WHAT THE TASK REQUIRES
Nothing but the lines holding the string "repository" should appear in the answer. Copy them from the entries.

··· DATASET CONTENT ···

//! Insertion-order tracking for FIFO and MRU eviction.
//!
//! Records the order in which keys were first placed into the store. A key
//! that is put again while still resident keeps its original rank; only
//! removal (eviction) takes it out of the sequence.
//!
//! ```text
//!   record_insert(a), record_insert(b), record_insert(c), record_insert(a)
//!
//!   oldest ─► [a] ─ [b] ─ [c] ◄─ newest      (a keeps rank 0)
//! ```
use std::hash::Hash;

use crate::ds::intrusive_list::IntrusiveListIter;
use crate::ds::key_order::KeyOrder;
use crate::error::InvariantError;

/// Tracks first-insertion order of resident keys.
#[derive(Debug)]
pub struct InsertionOrderTracker<K> {
    order: KeyOrder<K>,
}

impl<K> InsertionOrderTracker<K>
where
    K: Clone + Eq + Hash,
{
    pub fn new() -> Self {
        Self {
            order: KeyOrder::new(),
        }
    }

    pub fn with_capacity(capacity: usize) -> Self {
        Self {
            order: KeyOrder::with_capacity(capacity),
        }
    }

    /// Records `key` as newest if it is not tracked yet.
    ///
    /// Returns `false` for a key that is already tracked; its rank is kept.
    pub fn record_insert(&mut self, key: &K) -> bool {
        if self.order.contains(key) {
            return false;
        }
        self.order.push_back(key.clone())
    }

    pub fn remove(&mut self, key: &K) -> bool {
        self.order.remove(key)
    }

    /// The key inserted longest ago that is still tracked.
    pub fn oldest(&self) -> Option<&K> {
        self.order.front()
    }

    /// The key inserted most recently.
    pub fn newest(&self) -> Option<&K> {
        self.order.back()
    }

    /// Zero-based insertion rank (0 = oldest).
    pub fn rank(&self, key: &K) -> Option<usize> {
        self.order.position(key)
    }

    /// Iterates oldest to newest.
    pub fn iter(&self) -> IntrusiveListIter<'_, K> {
        self.order.iter()
    }

    pub fn contains(&self, key: &K) -> bool {
        self.order.contains(key)
    }

    pub fn len(&self) -> usize {
        self.order.len()
    }

    pub fn is_empty(&self) -> bool {
        self.order.is_empty()
    }

    pub fn clear(&mut self) {
        self.order.clear();
    }

    pub fn check_invariants(&self) -> Result<(), InvariantError> {
        self.order.check_invariants()
    }
}

impl<K> Default for InsertionOrderTracker<K>
where
    K: Clone + Eq + Hash,
{
    fn default() -> Self {
        Self::new()
    }
}
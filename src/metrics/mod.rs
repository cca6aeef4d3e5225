//! Per-cache operation counters (feature `metrics`).
//!
//! Counters are plain `u64`s owned by the cache; they are observational and
//! never influence eviction.

pub mod snapshot;

pub use snapshot::CacheMetricsSnapshot;

#[derive(Debug, Default, Clone)]
pub(crate) struct CacheMetrics {
    pub get_hits: u64,
    pub get_misses: u64,
    pub put_calls: u64,
    pub puts_ignored: u64,
    pub insert_new: u64,
    pub insert_updates: u64,
    pub evictions: u64,
    pub evictions_skipped: u64,
}

impl CacheMetrics {
    #[inline]
    pub fn record_get_hit(&mut self) {
        self.get_hits += 1;
    }

    #[inline]
    pub fn record_get_miss(&mut self) {
        self.get_misses += 1;
    }

    #[inline]
    pub fn record_put_call(&mut self) {
        self.put_calls += 1;
    }

    #[inline]
    pub fn record_put_ignored(&mut self) {
        self.puts_ignored += 1;
    }

    #[inline]
    pub fn record_insert_new(&mut self) {
        self.insert_new += 1;
    }

    #[inline]
    pub fn record_insert_update(&mut self) {
        self.insert_updates += 1;
    }

    #[inline]
    pub fn record_eviction(&mut self) {
        self.evictions += 1;
    }

    #[inline]
    pub fn record_eviction_skipped(&mut self) {
        self.evictions_skipped += 1;
    }

    pub fn snapshot(&self, cache_len: usize, capacity: usize) -> CacheMetricsSnapshot {
        CacheMetricsSnapshot {
            get_calls: self.get_hits + self.get_misses,
            get_hits: self.get_hits,
            get_misses: self.get_misses,
            put_calls: self.put_calls,
            puts_ignored: self.puts_ignored,
            insert_new: self.insert_new,
            insert_updates: self.insert_updates,
            evictions: self.evictions,
            evictions_skipped: self.evictions_skipped,
            cache_len,
            capacity,
        }
    }
}
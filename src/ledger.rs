use chrono::Utc;
use std::collections::BTreeMap;
use std::fs;
use std::io::{self, ErrorKind, Write};
use std::path::{Path, PathBuf};
use tracing::{debug, warn};

/// Cache path -> unix time it was first cached. Ordered so that saved
/// files are sorted by path.
pub type LedgerEntries = BTreeMap<PathBuf, i64>;

/// Durable record of files this daemon placed on the cache tier.
///
/// Stored as one `<cache-path>|<unix-timestamp>` record per line. Every
/// mutation is a read-modify-write of the whole file, so callers must hold
/// the instance lock.
#[derive(Debug, Clone)]
pub struct Ledger {
    path: PathBuf,
}

impl Ledger {
    pub fn new(path: &Path) -> Self {
        Self {
            path: path.to_path_buf(),
        }
    }

    pub fn path(&self) -> &Path {
        &self.path
    }

    /// A missing ledger file is an empty ledger.
    pub fn load(&self) -> io::Result<LedgerEntries> {
        match fs::read_to_string(&self.path) {
            Ok(content) => Ok(parse_entries(&content, Utc::now().timestamp())),
            Err(e) if e.kind() == ErrorKind::NotFound => Ok(LedgerEntries::new()),
            Err(e) => Err(e),
        }
    }

    /// Writes a sibling temp file and renames it over the ledger, so a
    /// crash mid-write leaves the previous ledger intact.
    pub fn save(&self, entries: &LedgerEntries) -> io::Result<()> {
        if let Some(parent) = self.path.parent() {
            if !parent.as_os_str().is_empty() {
                fs::create_dir_all(parent)?;
            }
        }

        let tmp_path = self.tmp_path();
        {
            let mut file = fs::File::create(&tmp_path)?;
            file.write_all(render_entries(entries).as_bytes())?;
            file.sync_all()?;
        }
        fs::rename(&tmp_path, &self.path)?;
        debug!("Saved {} ledger entries to {}", entries.len(), self.path.display());
        Ok(())
    }

    /// Returns the recorded cache time; an existing entry keeps its timestamp.
    pub fn add(&self, cache_path: &Path) -> io::Result<i64> {
        let mut entries = self.load()?;
        if let Some(cached_at) = entries.get(cache_path) {
            return Ok(*cached_at);
        }
        let cached_at = Utc::now().timestamp();
        entries.insert(cache_path.to_path_buf(), cached_at);
        self.save(&entries)?;
        Ok(cached_at)
    }

    /// Returns whether an entry was present.
    pub fn remove(&self, cache_path: &Path) -> io::Result<bool> {
        let mut entries = self.load()?;
        if entries.remove(cache_path).is_none() {
            return Ok(false);
        }
        self.save(&entries)?;
        Ok(true)
    }

    pub fn contains(&self, cache_path: &Path) -> io::Result<bool> {
        Ok(self.load()?.contains_key(cache_path))
    }

    pub fn clear(&self) -> io::Result<()> {
        self.save(&LedgerEntries::new())
    }

    fn tmp_path(&self) -> PathBuf {
        let mut name = self
            .path
            .file_name()
            .map(|n| n.to_os_string())
            .unwrap_or_default();
        name.push(".tmp");
        self.path.with_file_name(name)
    }
}

/// Best-effort parse: unreadable records are skipped with a warning, and a
/// bare path from older ledgers is stamped with `now`.
pub fn parse_entries(content: &str, now: i64) -> LedgerEntries {
    let mut entries = LedgerEntries::new();
    for (lineno, line) in content.lines().enumerate() {
        let line = line.trim_end_matches('\r');
        if line.trim().is_empty() {
            continue;
        }
        match line.rsplit_once('|') {
            Some((path, stamp)) => match stamp.trim().parse::<f64>() {
                Ok(secs) if secs.is_finite() && !path.is_empty() => {
                    entries.insert(PathBuf::from(path), secs as i64);
                }
                _ => warn!("Skipping unreadable ledger line {}: {:?}", lineno + 1, line),
            },
            None => {
                entries.insert(PathBuf::from(line.trim()), now);
            }
        }
    }
    entries
}

pub fn render_entries(entries: &LedgerEntries) -> String {
    let mut out = String::new();
    for (path, cached_at) in entries {
        out.push_str(&format!("{}|{}\n", path.display(), cached_at));
    }
    out
}
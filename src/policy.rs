use chrono::{DateTime, Duration, Utc};
use std::collections::BTreeMap;
use std::path::{Path, PathBuf};
use tracing::{debug, error, info};

use crate::config::{AppConfig, CleanupMode};
use crate::engine::CycleReport;
use crate::media::{self, episode_of, file_name, MediaFilter};
use crate::poller::{SessionRecord, SessionSource};
use crate::transfer::{DemoteOutcome, Mover};

const DAYS_SWEEP_INTERVAL_SECS: i64 = 3600;

/// Cache files waiting out the delete delay after being watched.
#[derive(Debug, Default, Clone)]
pub struct DeletionQueue {
    entries: BTreeMap<PathBuf, DateTime<Utc>>,
}

impl DeletionQueue {
    /// Re-queueing a path restarts its delay.
    pub fn enqueue(&mut self, cache_path: &Path, now: DateTime<Utc>) {
        self.entries.insert(cache_path.to_path_buf(), now);
    }

    pub fn cancel(&mut self, cache_path: &Path) -> bool {
        self.entries.remove(cache_path).is_some()
    }

    pub fn contains(&self, cache_path: &Path) -> bool {
        self.entries.contains_key(cache_path)
    }

    pub fn queued_at(&self, cache_path: &Path) -> Option<DateTime<Utc>> {
        self.entries.get(cache_path).copied()
    }

    /// Entries older than `delay`.
    pub fn due(&self, now: DateTime<Utc>, delay: Duration) -> Vec<PathBuf> {
        self.entries
            .iter()
            .filter(|(_, queued_at)| now - **queued_at > delay)
            .map(|(path, _)| path.clone())
            .collect()
    }

    pub fn len(&self) -> usize {
        self.entries.len()
    }

    pub fn is_empty(&self) -> bool {
        self.entries.is_empty()
    }
}

/// A path that was playing last cycle and is not playing now.
#[derive(Debug, Clone)]
pub struct StoppedStream {
    pub bulk_path: PathBuf,
    pub session: SessionRecord,
}

/// Everything an eviction pass may read or act through.
pub struct CleanupContext<'a> {
    pub config: &'a AppConfig,
    pub mover: &'a Mover,
    pub filter: &'a MediaFilter,
}

impl CleanupContext<'_> {
    /// Excluded directories are off limits for eviction too.
    fn may_evict(&self, cache_path: &Path) -> bool {
        let cache_root = self.mover.translator().cache_root();
        let rel = cache_path.strip_prefix(cache_root).unwrap_or(cache_path);
        !self.filter.is_excluded(rel)
    }

    fn evict(&self, cache_path: &Path, label: &str, report: &mut CycleReport) {
        if !self.may_evict(cache_path) {
            debug!("Not evicting excluded {}", cache_path.display());
            return;
        }
        match self.mover.demote(cache_path) {
            Ok(DemoteOutcome::Absent) => {
                debug!("{} already gone from cache", cache_path.display());
            }
            Ok(_) => {
                info!("[{}] {}", label, file_name(cache_path));
                report.demoted += 1;
            }
            Err(e) => {
                error!("Move to bulk storage failed for {}: {}", cache_path.display(), e);
                report.errors += 1;
            }
        }
    }
}

/// Runs whichever eviction style the configuration selects.
#[derive(Debug, Default)]
pub struct CleanupEvaluator {
    queue: DeletionQueue,
    last_days_sweep: Option<DateTime<Utc>>,
}

impl CleanupEvaluator {
    pub fn queue(&self) -> &DeletionQueue {
        &self.queue
    }

    /// Called when a path is playing again.
    pub fn cancel(&mut self, cache_path: &Path) -> bool {
        self.queue.cancel(cache_path)
    }

    pub fn run(
        &mut self,
        ctx: &CleanupContext<'_>,
        stopped: &[StoppedStream],
        source: &dyn SessionSource,
        now: DateTime<Utc>,
        report: &mut CycleReport,
    ) {
        match ctx.config.cleanup_mode {
            CleanupMode::None => {}
            CleanupMode::Smart => {
                self.queue_watched(ctx, stopped, source, now, report);
                self.drain_queue(ctx, now, report);
            }
            CleanupMode::Days => self.days_sweep(ctx, now, report),
        }
    }

    /// Queue the cache copies of streams that stopped after being watched.
    /// Finishing the newest episode of a season queues the whole cached season.
    pub fn queue_watched(
        &mut self,
        ctx: &CleanupContext<'_>,
        stopped: &[StoppedStream],
        source: &dyn SessionSource,
        now: DateTime<Utc>,
        report: &mut CycleReport,
    ) {
        let translator = ctx.mover.translator();
        for stream in stopped {
            let Ok(cache_path) = translator.to_cache(&stream.bulk_path) else {
                continue;
            };
            if !cache_path.exists() {
                continue;
            }
            if !source.is_watched(&stream.session) {
                debug!("{} stopped but is not watched", file_name(&stream.bulk_path));
                continue;
            }

            let Some(episode) = episode_of(&stream.bulk_path) else {
                info!("[Queued] {}", file_name(&cache_path));
                self.queue.enqueue(&cache_path, now);
                report.queued += 1;
                continue;
            };

            let (Some(season_dir), Some(cache_season)) =
                (stream.bulk_path.parent(), cache_path.parent())
            else {
                continue;
            };
            let latest = match media::list_files(season_dir) {
                Ok(files) => files.iter().map(|f| episode_of(f).unwrap_or(0)).max(),
                Err(e) => {
                    error!("Could not list {}: {}", season_dir.display(), e);
                    continue;
                }
            };
            if latest.is_some_and(|latest| episode < latest) {
                continue;
            }

            match media::list_files(cache_season) {
                Ok(files) => {
                    info!(
                        "[Queued] season of {} finished, queueing {} cached files",
                        file_name(&stream.bulk_path),
                        files.len()
                    );
                    for file in files {
                        self.queue.enqueue(&file, now);
                        report.queued += 1;
                    }
                }
                Err(e) => error!("Could not list {}: {}", cache_season.display(), e),
            }
        }
    }

    /// Evict queue entries whose delay has elapsed. Entries leave the queue
    /// whether or not the move succeeded.
    pub fn drain_queue(&mut self, ctx: &CleanupContext<'_>, now: DateTime<Utc>, report: &mut CycleReport) {
        let delay = ctx.config.movie_delete_delay();
        for cache_path in self.queue.due(now, delay) {
            ctx.evict(&cache_path, "Cleanup", report);
            self.queue.cancel(&cache_path);
        }
    }

    /// Hourly: evict ledger entries older than the configured age.
    pub fn days_sweep(&mut self, ctx: &CleanupContext<'_>, now: DateTime<Utc>, report: &mut CycleReport) {
        if let Some(last) = self.last_days_sweep {
            if (now - last).num_seconds() < DAYS_SWEEP_INTERVAL_SECS {
                return;
            }
        }
        self.last_days_sweep = Some(now);

        let entries = match ctx.mover.ledger().load() {
            Ok(entries) => entries,
            Err(e) => {
                error!("Could not read ledger {}: {}", ctx.mover.ledger().path().display(), e);
                return;
            }
        };

        let max_age = ctx.config.cache_max_age().num_seconds();
        let now_secs = now.timestamp();
        for (cache_path, cached_at) in entries {
            if now_secs.saturating_sub(cached_at) > max_age {
                ctx.evict(&cache_path, "Days Cleanup", report);
            }
        }
    }
}
use reqwest::blocking::Client;
use serde::Deserialize;

use super::session::{SessionRecord, Service};
use super::{get_json, http_client, MediaServer};
use crate::error::Result;

#[derive(Debug, Deserialize)]
#[serde(rename_all = "PascalCase")]
struct EmbySession {
    user_id: Option<String>,
    now_playing_item: Option<EmbyItem>,
}

#[derive(Debug, Deserialize)]
#[serde(rename_all = "PascalCase")]
struct EmbyItem {
    id: Option<String>,
    path: Option<String>,
    user_data: Option<EmbyUserData>,
}

#[derive(Debug, Deserialize)]
#[serde(rename_all = "PascalCase")]
struct EmbyUserData {
    #[serde(default)]
    played: bool,
}

/// Emby and Jellyfin share the same sessions API.
pub struct EmbyClient {
    service: Service,
    http: Client,
    base_url: String,
    api_key: String,
}

impl EmbyClient {
    pub fn new(service: Service, base_url: &str, api_key: &str) -> Result<Self> {
        Ok(Self {
            service,
            http: http_client()?,
            base_url: base_url.trim_end_matches('/').to_string(),
            api_key: api_key.to_string(),
        })
    }
}

impl MediaServer for EmbyClient {
    fn service(&self) -> Service {
        self.service
    }

    fn active_sessions(&self) -> Result<Vec<SessionRecord>> {
        let url = format!("{}/Sessions", self.base_url);
        let sessions: Vec<EmbySession> = get_json(&self.http, &url, "X-Emby-Token", &self.api_key)?;
        Ok(sessions
            .into_iter()
            .filter_map(|s| {
                let item = s.now_playing_item?;
                let path = item.path.filter(|p| !p.is_empty())?;
                Some(SessionRecord {
                    source_path: path,
                    service: self.service,
                    item_id: item.id.unwrap_or_default(),
                    user_id: s.user_id,
                })
            })
            .collect())
    }

    fn is_watched(&self, session: &SessionRecord) -> Result<bool> {
        let Some(user) = session.user_id.as_deref() else {
            return Ok(false);
        };
        let url = format!("{}/Users/{}/Items/{}", self.base_url, user, session.item_id);
        let item: EmbyItem = get_json(&self.http, &url, "X-Emby-Token", &self.api_key)?;
        Ok(item.user_data.map(|d| d.played).unwrap_or(false))
    }
}
use regex::Regex;
use std::fs;
use std::io;
use std::path::{Path, PathBuf};

lazy_static::lazy_static! {
    static ref EPISODE_RE: Regex = Regex::new(r"[sS]\d+[eE](\d+)").expect("valid episode pattern");
}

/// Extension and directory-name filters applied to every candidate path.
#[derive(Debug, Clone, Default)]
pub struct MediaFilter {
    extensions: Vec<String>,
    excluded_dirs: Vec<String>,
}

impl MediaFilter {
    pub fn new(extensions: &[String], excluded_dirs: &[String]) -> Self {
        Self {
            extensions: extensions
                .iter()
                .map(|e| e.trim().to_lowercase())
                .filter(|e| !e.is_empty())
                .collect(),
            excluded_dirs: excluded_dirs
                .iter()
                .map(|d| d.trim().to_string())
                .filter(|d| !d.is_empty())
                .collect(),
        }
    }

    /// An empty extension list accepts every file.
    pub fn is_media_file(&self, path: &Path) -> bool {
        if self.extensions.is_empty() {
            return true;
        }
        let name = file_name(path).to_lowercase();
        self.extensions.iter().any(|ext| name.ends_with(ext.as_str()))
    }

    pub fn is_excluded(&self, path: &Path) -> bool {
        path.components().any(|c| {
            let part = c.as_os_str().to_string_lossy();
            self.excluded_dirs.iter().any(|d| *d == part)
        })
    }

    pub fn accepts(&self, path: &Path) -> bool {
        !self.is_excluded(path) && self.is_media_file(path)
    }
}

/// Episode number encoded as `S<digits>E<digits>` in a file name.
pub fn parse_episode(name: &str) -> Option<u32> {
    EPISODE_RE
        .captures(name)
        .and_then(|caps| caps.get(1))
        .and_then(|m| m.as_str().parse().ok())
}

pub fn episode_of(path: &Path) -> Option<u32> {
    parse_episode(&file_name(path))
}

pub fn file_name(path: &Path) -> String {
    path.file_name()
        .map(|f| f.to_string_lossy().into_owned())
        .unwrap_or_default()
}

/// Plain files directly inside `dir`, sorted by name.
pub fn list_files(dir: &Path) -> io::Result<Vec<PathBuf>> {
    let mut files: Vec<PathBuf> = fs::read_dir(dir)?
        .filter_map(|entry| entry.ok())
        .map(|entry| entry.path())
        .filter(|path| path.is_file())
        .collect();
    files.sort();
    Ok(files)
}

/// Episode files of a season directory, ordered by episode number.
pub fn list_episodes(dir: &Path) -> io::Result<Vec<(u32, PathBuf)>> {
    let mut episodes: Vec<(u32, PathBuf)> = list_files(dir)?
        .into_iter()
        .filter_map(|path| episode_of(&path).map(|ep| (ep, path)))
        .collect();
    episodes.sort();
    Ok(episodes)
}

/// Files sharing the movie's stem, e.g. `Movie.en.srt` next to `Movie.mkv`.
pub fn stem_siblings(path: &Path) -> io::Result<Vec<PathBuf>> {
    let (Some(dir), Some(stem)) = (path.parent(), path.file_stem()) else {
        return Ok(Vec::new());
    };
    let stem = stem.to_string_lossy();
    Ok(list_files(dir)?
        .into_iter()
        .filter(|p| p != path && file_name(p).starts_with(stem.as_ref()))
        .collect())
}
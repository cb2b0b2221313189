//! Per-path stream lifecycle: debounce new streams, promote what keeps
//! playing, and hand stopped streams to the cleanup policy.

use chrono::{DateTime, Utc};
use std::collections::HashMap;
use std::path::{Path, PathBuf};
use tracing::{debug, error, info, trace, warn};

use crate::config::{AppConfig, CleanupMode};
use crate::media::{self, episode_of, file_name, MediaFilter};
use crate::policy::{CleanupContext, CleanupEvaluator, DeletionQueue, StoppedStream};
use crate::poller::{SessionRecord, SessionSource};
use crate::transfer::{DemoteOutcome, Mover, PromoteOutcome};

/// What one polling cycle did.
#[derive(Debug, Default, Clone, PartialEq, Eq)]
pub struct CycleReport {
    pub active: usize,
    pub promoted: usize,
    pub skipped: usize,
    pub demoted: usize,
    pub queued: usize,
    pub errors: usize,
}

pub struct Engine {
    config: AppConfig,
    mover: Mover,
    filter: MediaFilter,
    stream_timers: HashMap<PathBuf, DateTime<Utc>>,
    last_active: HashMap<PathBuf, SessionRecord>,
    cleanup: CleanupEvaluator,
}

impl Engine {
    pub fn new(config: AppConfig) -> Self {
        let mover = Mover::from_config(&config);
        Self::with_mover(config, mover)
    }

    pub fn with_mover(config: AppConfig, mover: Mover) -> Self {
        let filter = MediaFilter::new(&config.media_filetypes, &config.exclude_dirs);
        Self {
            config,
            mover,
            filter,
            stream_timers: HashMap::new(),
            last_active: HashMap::new(),
            cleanup: CleanupEvaluator::default(),
        }
    }

    /// Swap in a new configuration between cycles. Stream timers and the
    /// deletion queue are kept.
    pub fn reload(&mut self, config: AppConfig) {
        let mover = Mover::from_config(&config);
        self.reload_with(config, mover);
    }

    pub fn reload_with(&mut self, config: AppConfig, mover: Mover) {
        self.filter = MediaFilter::new(&config.media_filetypes, &config.exclude_dirs);
        self.mover = mover;
        self.config = config;
    }

    pub fn config(&self) -> &AppConfig {
        &self.config
    }

    pub fn mover(&self) -> &Mover {
        &self.mover
    }

    pub fn deletion_queue(&self) -> &DeletionQueue {
        self.cleanup.queue()
    }

    pub fn stream_started_at(&self, bulk_path: &Path) -> Option<DateTime<Utc>> {
        self.stream_timers.get(bulk_path).copied()
    }

    /// One full polling cycle.
    pub fn run_cycle(&mut self, source: &mut dyn SessionSource, now: DateTime<Utc>) -> CycleReport {
        let mut report = CycleReport::default();
        let active = self.collect_active(source.active_sessions());
        report.active = active.len();

        let mut paths: Vec<&PathBuf> = active.keys().collect();
        paths.sort();
        let copy_delay = self.config.copy_delay();

        for bulk_path in paths {
            self.cancel_pending_eviction(bulk_path);

            let Some(first_seen) = self.stream_timers.get(bulk_path).copied() else {
                info!("[Stream] Active: {}", file_name(bulk_path));
                self.stream_timers.insert(bulk_path.clone(), now);
                continue;
            };
            if now - first_seen < copy_delay {
                trace!("{} still inside copy delay", file_name(bulk_path));
                continue;
            }

            match episode_of(bulk_path) {
                Some(episode) => self.handle_series(bulk_path, episode, &mut report),
                None => self.handle_movie(bulk_path, &mut report),
            }
        }

        self.stream_timers.retain(|path, _| active.contains_key(path));

        let stopped: Vec<StoppedStream> = self
            .last_active
            .iter()
            .filter(|(path, _)| !active.contains_key(*path))
            .map(|(path, session)| StoppedStream {
                bulk_path: path.clone(),
                session: session.clone(),
            })
            .collect();
        for stream in &stopped {
            debug!("[Stream] Stopped: {}", file_name(&stream.bulk_path));
        }

        let ctx = CleanupContext {
            config: &self.config,
            mover: &self.mover,
            filter: &self.filter,
        };
        self.cleanup.run(&ctx, &stopped, &*source, now, &mut report);

        self.last_active = active;
        report
    }

    /// Translate session paths and keep the ones this daemon may act on.
    fn collect_active(&self, sessions: Vec<SessionRecord>) -> HashMap<PathBuf, SessionRecord> {
        let translator = self.mover.translator();
        let mut active = HashMap::new();
        for session in sessions {
            let bulk_path = translator.translate_session_path(&session.source_path);
            if !translator.is_under_bulk(&bulk_path) {
                trace!("Ignoring {}: outside bulk storage", bulk_path.display());
                continue;
            }
            if !self.filter.accepts(&bulk_path) {
                trace!("Ignoring {}: filtered", bulk_path.display());
                continue;
            }
            active.entry(bulk_path).or_insert(session);
        }
        active
    }

    fn cancel_pending_eviction(&mut self, bulk_path: &Path) {
        let Ok(cache_path) = self.mover.translator().to_cache(bulk_path) else {
            return;
        };
        if self.cleanup.cancel(&cache_path) {
            info!("[Stream] Resumed {}, cleanup cancelled", file_name(bulk_path));
        }
    }

    /// Cache the movie and any files named after it. Siblings such as
    /// subtitles are taken regardless of extension.
    fn handle_movie(&mut self, bulk_path: &Path, report: &mut CycleReport) {
        self.promote(bulk_path, report);

        match media::stem_siblings(bulk_path) {
            Ok(siblings) => {
                for sibling in siblings {
                    self.promote(&sibling, report);
                }
            }
            Err(e) => warn!("Could not list siblings of {}: {}", bulk_path.display(), e),
        }
    }

    /// Under smart cleanup, drop cached episodes more than
    /// `episode_keep_previous` behind; then cache this and later episodes.
    fn handle_series(&mut self, bulk_path: &Path, episode: u32, report: &mut CycleReport) {
        let Some(season_dir) = bulk_path.parent() else {
            return;
        };

        if self.config.cleanup_mode == CleanupMode::Smart {
            self.trim_watched_episodes(season_dir, episode, report);
        }

        let episodes = match media::list_episodes(season_dir) {
            Ok(episodes) => episodes,
            Err(e) => {
                error!("Could not list {}: {}", season_dir.display(), e);
                report.errors += 1;
                return;
            }
        };
        for (number, path) in episodes {
            if number >= episode && self.filter.is_media_file(&path) {
                self.promote(&path, report);
            }
        }
    }

    fn trim_watched_episodes(&mut self, season_dir: &Path, episode: u32, report: &mut CycleReport) {
        let Ok(cache_season) = self.mover.translator().to_cache(season_dir) else {
            return;
        };
        if !cache_season.is_dir() {
            return;
        }

        let threshold = i64::from(episode) - i64::from(self.config.episode_keep_previous);
        let cached = match media::list_episodes(&cache_season) {
            Ok(cached) => cached,
            Err(e) => {
                error!("Could not list {}: {}", cache_season.display(), e);
                report.errors += 1;
                return;
            }
        };

        for (number, cache_path) in cached {
            if i64::from(number) >= threshold {
                continue;
            }
            match self.mover.demote(&cache_path) {
                Ok(DemoteOutcome::Absent) => {}
                Ok(_) => {
                    info!("[Smart Cleanup] {}", file_name(&cache_path));
                    self.cleanup.cancel(&cache_path);
                    report.demoted += 1;
                }
                Err(e) => {
                    error!("Move to bulk storage failed for {}: {}", cache_path.display(), e);
                    report.errors += 1;
                }
            }
        }
    }

    fn promote(&mut self, bulk_path: &Path, report: &mut CycleReport) {
        if self.filter.is_excluded(bulk_path) {
            return;
        }
        match self.mover.promote(bulk_path) {
            Ok(PromoteOutcome::Cached(entry)) => {
                self.cleanup.cancel(&entry.cache_path);
                report.promoted += 1;
            }
            Ok(PromoteOutcome::AlreadyCached(entry)) => {
                self.cleanup.cancel(&entry.cache_path);
            }
            Ok(PromoteOutcome::Skipped(reason)) => {
                debug!("Skipped {}: {:?}", file_name(bulk_path), reason);
                report.skipped += 1;
            }
            Err(e) => {
                error!("Copy failed for {}: {}", bulk_path.display(), e);
                report.errors += 1;
            }
        }
    }
}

···

WRITTEN SOLUTION
repository cca6aeef4d3e5225
repository cb2b0b2221313189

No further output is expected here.